Collected data
++++

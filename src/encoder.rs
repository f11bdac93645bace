//! Polled rotary encoder with integrated push-button.
//!
//! [`Encoder`] combines a [`QuadratureDecoder`] and a [`ButtonDebouncer`]
//! with the injected hardware capabilities. Each call to
//! [`update`](Encoder::update) samples the pins once, advances the count on
//! a rising edge of phase A, debounces the button, and then pauses for the
//! configured poll delay.

use crate::button::ButtonDebouncer;
use crate::capability::{Clock, PinReader};
use crate::config::{EncoderConfig, EncoderPins};
use crate::error::EncoderError;
use crate::quadrature::{Direction, QuadratureDecoder};

/// Rotary encoder driver, polled by the caller.
///
/// - `R` — [`PinReader`] for pin identifiers of type `P`
/// - `C` — microsecond [`Clock`]
/// - `D` — delay; `embedded_hal::delay::DelayNs` for [`update`](Self::update)
///   or `embedded_hal_async::delay::DelayNs` for
///   [`update_async`](Self::update_async)
///
/// One instance per physical encoder. `update` takes `&mut self`, so sharing
/// an encoder between tasks needs a mutex chosen by the caller.
///
/// # Example
///
/// ```ignore
/// use poll_encoder::{Encoder, EncoderPins};
///
/// let mut encoder = Encoder::new(read_pin, now_us, delay, EncoderPins::new(17, 18, 27))?;
///
/// loop {
///     if encoder.update()? {
///         // button pressed
///     }
///     let position = encoder.count();
/// }
/// ```
pub struct Encoder<R, C, D, P> {
    reader: R,
    clock: C,
    delay: D,
    pins: EncoderPins<P>,
    config: EncoderConfig,
    decoder: QuadratureDecoder,
    button: ButtonDebouncer,
}

impl<R, C, D, P> Encoder<R, C, D, P>
where
    R: PinReader<P>,
    C: Clock,
    P: Copy,
{
    /// Create an encoder with the default [`EncoderConfig`].
    ///
    /// Phase A is sampled once here so the first poll does not report a
    /// spurious edge.
    ///
    /// # Errors
    /// * [`EncoderError::Pin`] if the initial phase-A read fails
    pub fn new(
        reader: R,
        clock: C,
        delay: D,
        pins: EncoderPins<P>,
    ) -> Result<Self, EncoderError<R::Error>> {
        Self::with_config(reader, clock, delay, pins, EncoderConfig::default())
    }

    /// Create an encoder with explicit timing parameters.
    ///
    /// # Errors
    /// * [`EncoderError::Pin`] if the initial phase-A read fails
    pub fn with_config(
        mut reader: R,
        clock: C,
        delay: D,
        pins: EncoderPins<P>,
        config: EncoderConfig,
    ) -> Result<Self, EncoderError<R::Error>> {
        let initial_phase_a = reader.read(pins.clk)?;

        #[cfg(feature = "defmt")]
        defmt::debug!(
            "encoder ready: phase A {}, debounce {} us",
            initial_phase_a,
            config.debounce_window_us
        );

        Ok(Self {
            reader,
            clock,
            delay,
            pins,
            config,
            decoder: QuadratureDecoder::new(initial_phase_a),
            button: ButtonDebouncer::new(config.debounce_window_us),
        })
    }

    // -----------------------------------------------------------------------
    // State
    // -----------------------------------------------------------------------

    /// Net number of steps since construction (or the last reset).
    pub fn count(&self) -> i32 {
        self.decoder.count()
    }

    /// Direction of the most recent step. Not cleared by idle polls.
    pub fn direction(&self) -> Direction {
        self.decoder.direction()
    }

    /// Timestamp (µs) of the latest low button sample, `0` before any.
    pub fn last_button_press(&self) -> u64 {
        self.button.last_press()
    }

    pub fn config(&self) -> &EncoderConfig {
        &self.config
    }

    pub fn pins(&self) -> &EncoderPins<P> {
        &self.pins
    }

    /// Overwrite the count, e.g. to match a parameter loaded from storage.
    pub fn set_count(&mut self, count: i32) {
        self.decoder.set_count(count);
    }

    /// Zero the count and clear the direction.
    ///
    /// Phase-A and button history are kept, so a reset never produces a
    /// phantom step or press.
    pub fn reset(&mut self) {
        self.decoder.reset();
    }

    /// Consume the encoder and hand back its capabilities.
    pub fn release(self) -> (R, C, D) {
        (self.reader, self.clock, self.delay)
    }

    // -----------------------------------------------------------------------
    // Polling
    // -----------------------------------------------------------------------

    /// Sample the pins and advance the state, without the trailing delay.
    fn poll(&mut self) -> Result<bool, EncoderError<R::Error>> {
        let pins = self.pins;

        let phase_a = read_pin(&mut self.reader, pins.clk)?;
        let reader = &mut self.reader;
        let _stepped = self
            .decoder
            .step(phase_a, || read_pin(reader, pins.dt))?;

        #[cfg(feature = "defmt")]
        if let Some(direction) = _stepped {
            defmt::trace!("step {} -> count {}", direction, self.decoder.count());
        }

        let button_high = read_pin(&mut self.reader, pins.sw)?;
        let clock = &mut self.clock;
        let pressed = self.button.sample(button_high, || clock.now_micros());

        #[cfg(feature = "defmt")]
        if pressed {
            defmt::debug!("button press at {} us", self.button.last_press());
        }

        Ok(pressed)
    }
}

impl<R, C, D, P> Encoder<R, C, D, P>
where
    R: PinReader<P>,
    C: Clock,
    D: embedded_hal::delay::DelayNs,
    P: Copy,
{
    /// Poll the encoder once, blocking for the configured delay.
    ///
    /// Returns `true` if a debounced button press was detected on this call.
    ///
    /// # Errors
    /// * [`EncoderError::Pin`] if a pin read fails; the delay is skipped and
    ///   any state already updated in this call is kept
    pub fn update(&mut self) -> Result<bool, EncoderError<R::Error>> {
        let pressed = self.poll()?;
        self.delay.delay_ms(self.config.poll_delay_ms);
        Ok(pressed)
    }
}

impl<R, C, D, P> Encoder<R, C, D, P>
where
    R: PinReader<P>,
    C: Clock,
    D: embedded_hal_async::delay::DelayNs,
    P: Copy,
{
    /// Async form of [`update`](Self::update): the delay is awaited instead
    /// of blocking, so other tasks run in the meantime.
    ///
    /// All state changes happen before the await; dropping the future while
    /// it waits loses nothing.
    ///
    /// # Errors
    /// * [`EncoderError::Pin`] if a pin read fails
    pub async fn update_async(&mut self) -> Result<bool, EncoderError<R::Error>> {
        let pressed = self.poll()?;
        self.delay.delay_ms(self.config.poll_delay_ms).await;
        Ok(pressed)
    }
}

fn read_pin<R, P>(reader: &mut R, pin: P) -> Result<bool, EncoderError<R::Error>>
where
    R: PinReader<P>,
{
    reader.read(pin).map_err(|e| {
        #[cfg(feature = "defmt")]
        defmt::warn!("encoder pin read failed");
        EncoderError::Pin(e)
    })
}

++++

## Directions for this task
The answer must be an exact copy of every entry.

## Task result
filename src/encoder.rs
repository f11bdac93645bace
//! Polled rotary encoder with integrated push-button.
//!
//! [`Encoder`] combines a [`QuadratureDecoder`] and a [`ButtonDebouncer`]
//! with the injected hardware capabilities. Each call to
//! [`update`](Encoder::update) samples the pins once, advances the count on
//! a rising edge of phase A, debounces the button, and then pauses for the
//! configured poll delay.

use crate::button::ButtonDebouncer;
use crate::capability::{Clock, PinReader};
use crate::config::{EncoderConfig, EncoderPins};
use crate::error::EncoderError;
use crate::quadrature::{Direction, QuadratureDecoder};

/// Rotary encoder driver, polled by the caller.
///
/// - `R` — [`PinReader`] for pin identifiers of type `P`
/// - `C` — microsecond [`Clock`]
/// - `D` — delay; `embedded_hal::delay::DelayNs` for [`update`](Self::update)
///   or `embedded_hal_async::delay::DelayNs` for
///   [`update_async`](Self::update_async)
///
/// One instance per physical encoder. `update` takes `&mut self`, so sharing
/// an encoder between tasks needs a mutex chosen by the caller.
///
/// # Example
///
/// ```ignore
/// use poll_encoder::{Encoder, EncoderPins};
///
/// let mut encoder = Encoder::new(read_pin, now_us, delay, EncoderPins::new(17, 18, 27))?;
///
/// loop {
///     if encoder.update()? {
///         // button pressed
///     }
///     let position = encoder.count();
/// }
/// ```
pub struct Encoder<R, C, D, P> {
    reader: R,
    clock: C,
    delay: D,
    pins: EncoderPins<P>,
    config: EncoderConfig,
    decoder: QuadratureDecoder,
    button: ButtonDebouncer,
}

impl<R, C, D, P> Encoder<R, C, D, P>
where
    R: PinReader<P>,
    C: Clock,
    P: Copy,
{
    /// Create an encoder with the default [`EncoderConfig`].
    ///
    /// Phase A is sampled once here so the first poll does not report a
    /// spurious edge.
    ///
    /// # Errors
    /// * [`EncoderError::Pin`] if the initial phase-A read fails
    pub fn new(
        reader: R,
        clock: C,
        delay: D,
        pins: EncoderPins<P>,
    ) -> Result<Self, EncoderError<R::Error>> {
        Self::with_config(reader, clock, delay, pins, EncoderConfig::default())
    }

    /// Create an encoder with explicit timing parameters.
    ///
    /// # Errors
    /// * [`EncoderError::Pin`] if the initial phase-A read fails
    pub fn with_config(
        mut reader: R,
        clock: C,
        delay: D,
        pins: EncoderPins<P>,
        config: EncoderConfig,
    ) -> Result<Self, EncoderError<R::Error>> {
        let initial_phase_a = reader.read(pins.clk)?;

        #[cfg(feature = "defmt")]
        defmt::debug!(
            "encoder ready: phase A {}, debounce {} us",
            initial_phase_a,
            config.debounce_window_us
        );

        Ok(Self {
            reader,
            clock,
            delay,
            pins,
            config,
            decoder: QuadratureDecoder::new(initial_phase_a),
            button: ButtonDebouncer::new(config.debounce_window_us),
        })
    }

    // -----------------------------------------------------------------------
    // State
    // -----------------------------------------------------------------------

    /// Net number of steps since construction (or the last reset).
    pub fn count(&self) -> i32 {
        self.decoder.count()
    }

    /// Direction of the most recent step. Not cleared by idle polls.
    pub fn direction(&self) -> Direction {
        self.decoder.direction()
    }

    /// Timestamp (µs) of the latest low button sample, `0` before any.
    pub fn last_button_press(&self) -> u64 {
        self.button.last_press()
    }

    pub fn config(&self) -> &EncoderConfig {
        &self.config
    }

    pub fn pins(&self) -> &EncoderPins<P> {
        &self.pins
    }

    /// Overwrite the count, e.g. to match a parameter loaded from storage.
    pub fn set_count(&mut self, count: i32) {
        self.decoder.set_count(count);
    }

    /// Zero the count and clear the direction.
    ///
    /// Phase-A and button history are kept, so a reset never produces a
    /// phantom step or press.
    pub fn reset(&mut self) {
        self.decoder.reset();
    }

    /// Consume the encoder and hand back its capabilities.
    pub fn release(self) -> (R, C, D) {
        (self.reader, self.clock, self.delay)
    }

    // -----------------------------------------------------------------------
    // Polling
    // -----------------------------------------------------------------------

    /// Sample the pins and advance the state, without the trailing delay.
    fn poll(&mut self) -> Result<bool, EncoderError<R::Error>> {
        let pins = self.pins;

        let phase_a = read_pin(&mut self.reader, pins.clk)?;
        let reader = &mut self.reader;
        let _stepped = self
            .decoder
            .step(phase_a, || read_pin(reader, pins.dt))?;

        #[cfg(feature = "defmt")]
        if let Some(direction) = _stepped {
            defmt::trace!("step {} -> count {}", direction, self.decoder.count());
        }

        let button_high = read_pin(&mut self.reader, pins.sw)?;
        let clock = &mut self.clock;
        let pressed = self.button.sample(button_high, || clock.now_micros());

        #[cfg(feature = "defmt")]
        if pressed {
            defmt::debug!("button press at {} us", self.button.last_press());
        }

        Ok(pressed)
    }
}

impl<R, C, D, P> Encoder<R, C, D, P>
where
    R: PinReader<P>,
    C: Clock,
    D: embedded_hal::delay::DelayNs,
    P: Copy,
{
    /// Poll the encoder once, blocking for the configured delay.
    ///
    /// Returns `true` if a debounced button press was detected on this call.
    ///
    /// # Errors
    /// * [`EncoderError::Pin`] if a pin read fails; the delay is skipped and
    ///   any state already updated in this call is kept
    pub fn update(&mut self) -> Result<bool, EncoderError<R::Error>> {
        let pressed = self.poll()?;
        self.delay.delay_ms(self.config.poll_delay_ms);
        Ok(pressed)
    }
}

impl<R, C, D, P> Encoder<R, C, D, P>
where
    R: PinReader<P>,
    C: Clock,
    D: embedded_hal_async::delay::DelayNs,
    P: Copy,
{
    /// Async form of [`update`](Self::update): the delay is awaited instead
    /// of blocking, so other tasks run in the meantime.
    ///
    /// All state changes happen before the await; dropping the future while
    /// it waits loses nothing.
    ///
    /// # Errors
    /// * [`EncoderError::Pin`] if a pin read fails
    pub async fn update_async(&mut self) -> Result<bool, EncoderError<R::Error>> {
        let pressed = self.poll()?;
        self.delay.delay_ms(self.config.poll_delay_ms).await;
        Ok(pressed)
    }
}

fn read_pin<R, P>(reader: &mut R, pin: P) -> Result<bool, EncoderError<R::Error>>
where
    R: PinReader<P>,
{
    reader.read(pin).map_err(|e| {
        #[cfg(feature = "defmt")]
        defmt::warn!("encoder pin read failed");
        EncoderError::Pin(e)
    })
}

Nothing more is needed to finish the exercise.